• **WHAT YOU NEED TO DO**: Could you set down exactly the lines of the data below, starting at the one that holds "record without saving." and ending at the one that holds "let problem = match", both included, and only those?

[Start of section]

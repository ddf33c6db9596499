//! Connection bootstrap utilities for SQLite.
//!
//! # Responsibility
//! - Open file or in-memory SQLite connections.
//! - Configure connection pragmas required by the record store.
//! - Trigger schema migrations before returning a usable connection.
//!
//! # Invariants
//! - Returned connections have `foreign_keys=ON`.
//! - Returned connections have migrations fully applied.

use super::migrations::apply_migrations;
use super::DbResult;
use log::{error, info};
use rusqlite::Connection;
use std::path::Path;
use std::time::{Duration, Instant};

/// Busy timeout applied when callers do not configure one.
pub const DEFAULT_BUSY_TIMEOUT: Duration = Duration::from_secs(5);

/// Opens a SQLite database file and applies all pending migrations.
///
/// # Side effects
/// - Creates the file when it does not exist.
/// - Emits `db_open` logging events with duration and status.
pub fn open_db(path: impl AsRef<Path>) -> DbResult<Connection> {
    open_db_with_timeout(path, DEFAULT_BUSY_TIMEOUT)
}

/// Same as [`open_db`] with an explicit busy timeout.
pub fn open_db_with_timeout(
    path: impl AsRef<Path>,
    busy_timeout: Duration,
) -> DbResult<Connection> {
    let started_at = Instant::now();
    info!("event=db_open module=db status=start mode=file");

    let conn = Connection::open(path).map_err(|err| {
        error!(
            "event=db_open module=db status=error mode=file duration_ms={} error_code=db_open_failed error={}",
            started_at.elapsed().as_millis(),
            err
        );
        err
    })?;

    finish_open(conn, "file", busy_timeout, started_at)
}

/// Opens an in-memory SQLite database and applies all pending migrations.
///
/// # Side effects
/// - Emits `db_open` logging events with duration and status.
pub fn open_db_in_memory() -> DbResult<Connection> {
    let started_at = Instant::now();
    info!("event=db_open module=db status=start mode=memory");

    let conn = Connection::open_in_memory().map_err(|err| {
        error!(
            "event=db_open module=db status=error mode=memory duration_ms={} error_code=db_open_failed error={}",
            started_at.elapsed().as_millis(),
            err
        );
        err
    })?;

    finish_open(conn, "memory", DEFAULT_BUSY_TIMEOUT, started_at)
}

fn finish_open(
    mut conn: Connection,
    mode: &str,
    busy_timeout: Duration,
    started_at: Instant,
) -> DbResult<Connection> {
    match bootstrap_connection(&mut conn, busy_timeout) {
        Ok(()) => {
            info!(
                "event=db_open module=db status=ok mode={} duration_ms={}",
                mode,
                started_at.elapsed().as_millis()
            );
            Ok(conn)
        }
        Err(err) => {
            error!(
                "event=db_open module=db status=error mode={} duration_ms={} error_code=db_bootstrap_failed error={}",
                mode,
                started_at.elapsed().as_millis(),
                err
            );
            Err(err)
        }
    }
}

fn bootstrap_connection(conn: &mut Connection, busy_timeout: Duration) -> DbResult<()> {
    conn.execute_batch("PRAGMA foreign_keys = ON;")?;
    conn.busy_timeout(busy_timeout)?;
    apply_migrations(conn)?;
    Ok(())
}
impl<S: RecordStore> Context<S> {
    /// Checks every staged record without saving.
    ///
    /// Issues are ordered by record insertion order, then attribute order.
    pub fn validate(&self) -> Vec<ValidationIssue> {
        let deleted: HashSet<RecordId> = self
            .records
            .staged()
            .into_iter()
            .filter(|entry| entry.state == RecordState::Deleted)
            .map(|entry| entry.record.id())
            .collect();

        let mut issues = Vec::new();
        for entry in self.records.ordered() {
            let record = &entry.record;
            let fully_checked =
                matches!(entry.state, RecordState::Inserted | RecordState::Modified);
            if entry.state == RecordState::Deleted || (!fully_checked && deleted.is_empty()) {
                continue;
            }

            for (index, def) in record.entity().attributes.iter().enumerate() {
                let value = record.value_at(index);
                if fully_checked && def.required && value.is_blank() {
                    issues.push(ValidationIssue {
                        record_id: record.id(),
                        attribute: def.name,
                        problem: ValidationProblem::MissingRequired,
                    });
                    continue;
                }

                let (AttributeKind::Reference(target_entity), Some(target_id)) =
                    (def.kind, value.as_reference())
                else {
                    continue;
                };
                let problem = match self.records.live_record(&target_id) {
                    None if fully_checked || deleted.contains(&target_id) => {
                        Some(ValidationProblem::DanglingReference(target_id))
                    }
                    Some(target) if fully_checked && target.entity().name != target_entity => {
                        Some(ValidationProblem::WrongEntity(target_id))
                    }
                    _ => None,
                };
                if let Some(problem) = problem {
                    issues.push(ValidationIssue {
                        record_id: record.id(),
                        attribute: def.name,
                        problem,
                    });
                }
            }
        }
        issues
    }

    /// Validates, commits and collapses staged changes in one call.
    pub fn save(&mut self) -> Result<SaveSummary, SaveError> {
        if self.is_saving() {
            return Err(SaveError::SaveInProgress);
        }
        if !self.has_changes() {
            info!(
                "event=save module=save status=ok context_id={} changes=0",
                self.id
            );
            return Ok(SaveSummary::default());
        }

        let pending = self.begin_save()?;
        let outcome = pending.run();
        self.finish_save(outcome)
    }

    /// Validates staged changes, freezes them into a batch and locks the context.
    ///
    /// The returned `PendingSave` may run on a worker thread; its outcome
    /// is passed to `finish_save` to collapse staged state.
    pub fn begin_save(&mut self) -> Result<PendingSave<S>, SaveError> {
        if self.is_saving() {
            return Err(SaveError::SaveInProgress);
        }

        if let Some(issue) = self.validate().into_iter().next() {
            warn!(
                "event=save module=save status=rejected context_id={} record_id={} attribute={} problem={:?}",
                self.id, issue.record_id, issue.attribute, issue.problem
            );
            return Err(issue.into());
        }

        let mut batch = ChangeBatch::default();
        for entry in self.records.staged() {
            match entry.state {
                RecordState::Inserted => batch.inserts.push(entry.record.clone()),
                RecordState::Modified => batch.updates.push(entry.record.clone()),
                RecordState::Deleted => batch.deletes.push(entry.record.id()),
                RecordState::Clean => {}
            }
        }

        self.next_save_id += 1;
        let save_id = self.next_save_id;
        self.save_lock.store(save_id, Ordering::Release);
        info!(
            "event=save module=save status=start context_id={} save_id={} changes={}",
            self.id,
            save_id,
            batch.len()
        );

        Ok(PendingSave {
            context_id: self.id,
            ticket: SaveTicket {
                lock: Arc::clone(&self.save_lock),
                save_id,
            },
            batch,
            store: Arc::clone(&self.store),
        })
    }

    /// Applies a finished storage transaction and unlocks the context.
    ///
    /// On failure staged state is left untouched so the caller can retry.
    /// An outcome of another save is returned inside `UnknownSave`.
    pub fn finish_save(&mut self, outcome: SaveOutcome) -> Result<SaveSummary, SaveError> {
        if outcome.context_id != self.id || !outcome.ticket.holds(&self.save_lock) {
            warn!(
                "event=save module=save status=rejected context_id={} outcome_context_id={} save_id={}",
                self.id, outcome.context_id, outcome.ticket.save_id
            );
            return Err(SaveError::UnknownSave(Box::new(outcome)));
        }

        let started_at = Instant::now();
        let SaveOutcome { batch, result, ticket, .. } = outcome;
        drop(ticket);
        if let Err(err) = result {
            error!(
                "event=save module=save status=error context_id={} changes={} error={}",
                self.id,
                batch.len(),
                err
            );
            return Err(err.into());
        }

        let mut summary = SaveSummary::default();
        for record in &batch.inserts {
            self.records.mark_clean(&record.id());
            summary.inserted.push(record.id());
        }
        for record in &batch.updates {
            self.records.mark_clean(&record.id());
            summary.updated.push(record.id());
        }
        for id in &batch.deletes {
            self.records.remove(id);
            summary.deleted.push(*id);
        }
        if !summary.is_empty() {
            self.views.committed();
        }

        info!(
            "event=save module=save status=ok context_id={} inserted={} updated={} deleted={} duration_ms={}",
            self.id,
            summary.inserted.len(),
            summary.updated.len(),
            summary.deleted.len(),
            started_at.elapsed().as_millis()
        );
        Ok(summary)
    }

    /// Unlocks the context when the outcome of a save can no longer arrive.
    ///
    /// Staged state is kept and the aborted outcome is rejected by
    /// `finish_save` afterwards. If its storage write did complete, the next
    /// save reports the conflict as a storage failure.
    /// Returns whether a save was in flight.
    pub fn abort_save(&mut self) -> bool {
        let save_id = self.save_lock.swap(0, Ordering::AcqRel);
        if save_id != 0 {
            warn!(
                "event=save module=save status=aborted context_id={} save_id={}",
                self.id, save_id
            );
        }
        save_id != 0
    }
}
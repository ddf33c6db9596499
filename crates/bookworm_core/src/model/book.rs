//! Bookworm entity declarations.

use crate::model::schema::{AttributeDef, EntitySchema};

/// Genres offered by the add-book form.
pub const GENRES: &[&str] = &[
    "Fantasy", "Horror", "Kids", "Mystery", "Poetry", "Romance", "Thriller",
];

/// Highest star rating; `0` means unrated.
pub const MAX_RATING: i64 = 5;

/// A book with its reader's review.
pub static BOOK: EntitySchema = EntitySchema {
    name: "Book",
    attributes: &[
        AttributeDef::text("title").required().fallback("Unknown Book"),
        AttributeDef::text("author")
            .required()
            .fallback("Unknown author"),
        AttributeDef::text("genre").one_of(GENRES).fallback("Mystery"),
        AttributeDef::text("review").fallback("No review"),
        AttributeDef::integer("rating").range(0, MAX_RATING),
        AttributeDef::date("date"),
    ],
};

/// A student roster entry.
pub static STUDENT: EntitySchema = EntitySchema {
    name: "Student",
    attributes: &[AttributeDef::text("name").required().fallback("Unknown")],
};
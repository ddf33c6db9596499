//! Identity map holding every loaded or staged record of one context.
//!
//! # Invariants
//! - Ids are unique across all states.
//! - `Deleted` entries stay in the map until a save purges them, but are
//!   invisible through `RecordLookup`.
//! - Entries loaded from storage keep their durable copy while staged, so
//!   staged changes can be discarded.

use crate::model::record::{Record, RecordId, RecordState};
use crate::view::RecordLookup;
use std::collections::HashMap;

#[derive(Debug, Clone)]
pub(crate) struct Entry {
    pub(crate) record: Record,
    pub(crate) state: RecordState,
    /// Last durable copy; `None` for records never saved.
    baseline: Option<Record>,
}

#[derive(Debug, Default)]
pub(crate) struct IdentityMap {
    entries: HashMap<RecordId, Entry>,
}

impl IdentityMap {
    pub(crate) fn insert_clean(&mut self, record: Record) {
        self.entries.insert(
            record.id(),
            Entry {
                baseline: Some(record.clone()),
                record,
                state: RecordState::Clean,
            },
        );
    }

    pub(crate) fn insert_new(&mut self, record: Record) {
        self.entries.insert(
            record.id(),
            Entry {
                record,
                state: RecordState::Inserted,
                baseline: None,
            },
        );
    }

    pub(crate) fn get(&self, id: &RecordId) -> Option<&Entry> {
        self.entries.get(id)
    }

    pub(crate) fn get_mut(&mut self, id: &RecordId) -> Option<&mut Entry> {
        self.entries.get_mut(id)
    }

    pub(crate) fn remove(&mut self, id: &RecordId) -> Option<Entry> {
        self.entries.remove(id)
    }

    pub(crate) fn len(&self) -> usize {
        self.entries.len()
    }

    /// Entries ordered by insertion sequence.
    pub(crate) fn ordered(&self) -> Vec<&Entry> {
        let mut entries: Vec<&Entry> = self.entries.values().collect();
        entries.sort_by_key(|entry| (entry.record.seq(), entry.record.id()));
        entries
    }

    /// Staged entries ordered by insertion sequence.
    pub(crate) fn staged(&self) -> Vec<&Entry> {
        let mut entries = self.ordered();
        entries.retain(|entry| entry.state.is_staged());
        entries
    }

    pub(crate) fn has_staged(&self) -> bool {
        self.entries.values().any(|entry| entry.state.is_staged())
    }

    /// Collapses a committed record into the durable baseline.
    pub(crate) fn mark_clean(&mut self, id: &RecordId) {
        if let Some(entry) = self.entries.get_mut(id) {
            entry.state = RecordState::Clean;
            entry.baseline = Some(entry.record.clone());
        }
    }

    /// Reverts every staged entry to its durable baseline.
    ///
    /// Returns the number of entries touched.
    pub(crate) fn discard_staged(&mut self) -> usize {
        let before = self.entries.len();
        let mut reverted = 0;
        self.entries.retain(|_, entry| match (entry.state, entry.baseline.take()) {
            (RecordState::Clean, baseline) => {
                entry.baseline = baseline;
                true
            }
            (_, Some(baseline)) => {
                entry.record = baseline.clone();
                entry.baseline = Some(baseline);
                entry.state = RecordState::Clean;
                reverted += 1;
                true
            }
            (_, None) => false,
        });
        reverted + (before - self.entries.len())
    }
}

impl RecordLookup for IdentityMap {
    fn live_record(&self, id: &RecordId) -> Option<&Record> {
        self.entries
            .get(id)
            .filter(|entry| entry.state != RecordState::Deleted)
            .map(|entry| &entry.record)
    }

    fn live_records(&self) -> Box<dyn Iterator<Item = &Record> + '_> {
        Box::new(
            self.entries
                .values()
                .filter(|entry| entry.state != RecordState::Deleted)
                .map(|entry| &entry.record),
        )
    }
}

[End of section]

• **TASK OUTPUT**:
    /// Checks every staged record without saving.
    ///
    /// Issues are ordered by record insertion order, then attribute order.
    pub fn validate(&self) -> Vec<ValidationIssue> {
        let deleted: HashSet<RecordId> = self
            .records
            .staged()
            .into_iter()
            .filter(|entry| entry.state == RecordState::Deleted)
            .map(|entry| entry.record.id())
            .collect();

        let mut issues = Vec::new();
        for entry in self.records.ordered() {
            let record = &entry.record;
            let fully_checked =
                matches!(entry.state, RecordState::Inserted | RecordState::Modified);
            if entry.state == RecordState::Deleted || (!fully_checked && deleted.is_empty()) {
                continue;
            }

            for (index, def) in record.entity().attributes.iter().enumerate() {
                let value = record.value_at(index);
                if fully_checked && def.required && value.is_blank() {
                    issues.push(ValidationIssue {
                        record_id: record.id(),
                        attribute: def.name,
                        problem: ValidationProblem::MissingRequired,
                    });
                    continue;
                }

                let (AttributeKind::Reference(target_entity), Some(target_id)) =
                    (def.kind, value.as_reference())
                else {
                    continue;
                };
                let problem = match self.records.live_record(&target_id) {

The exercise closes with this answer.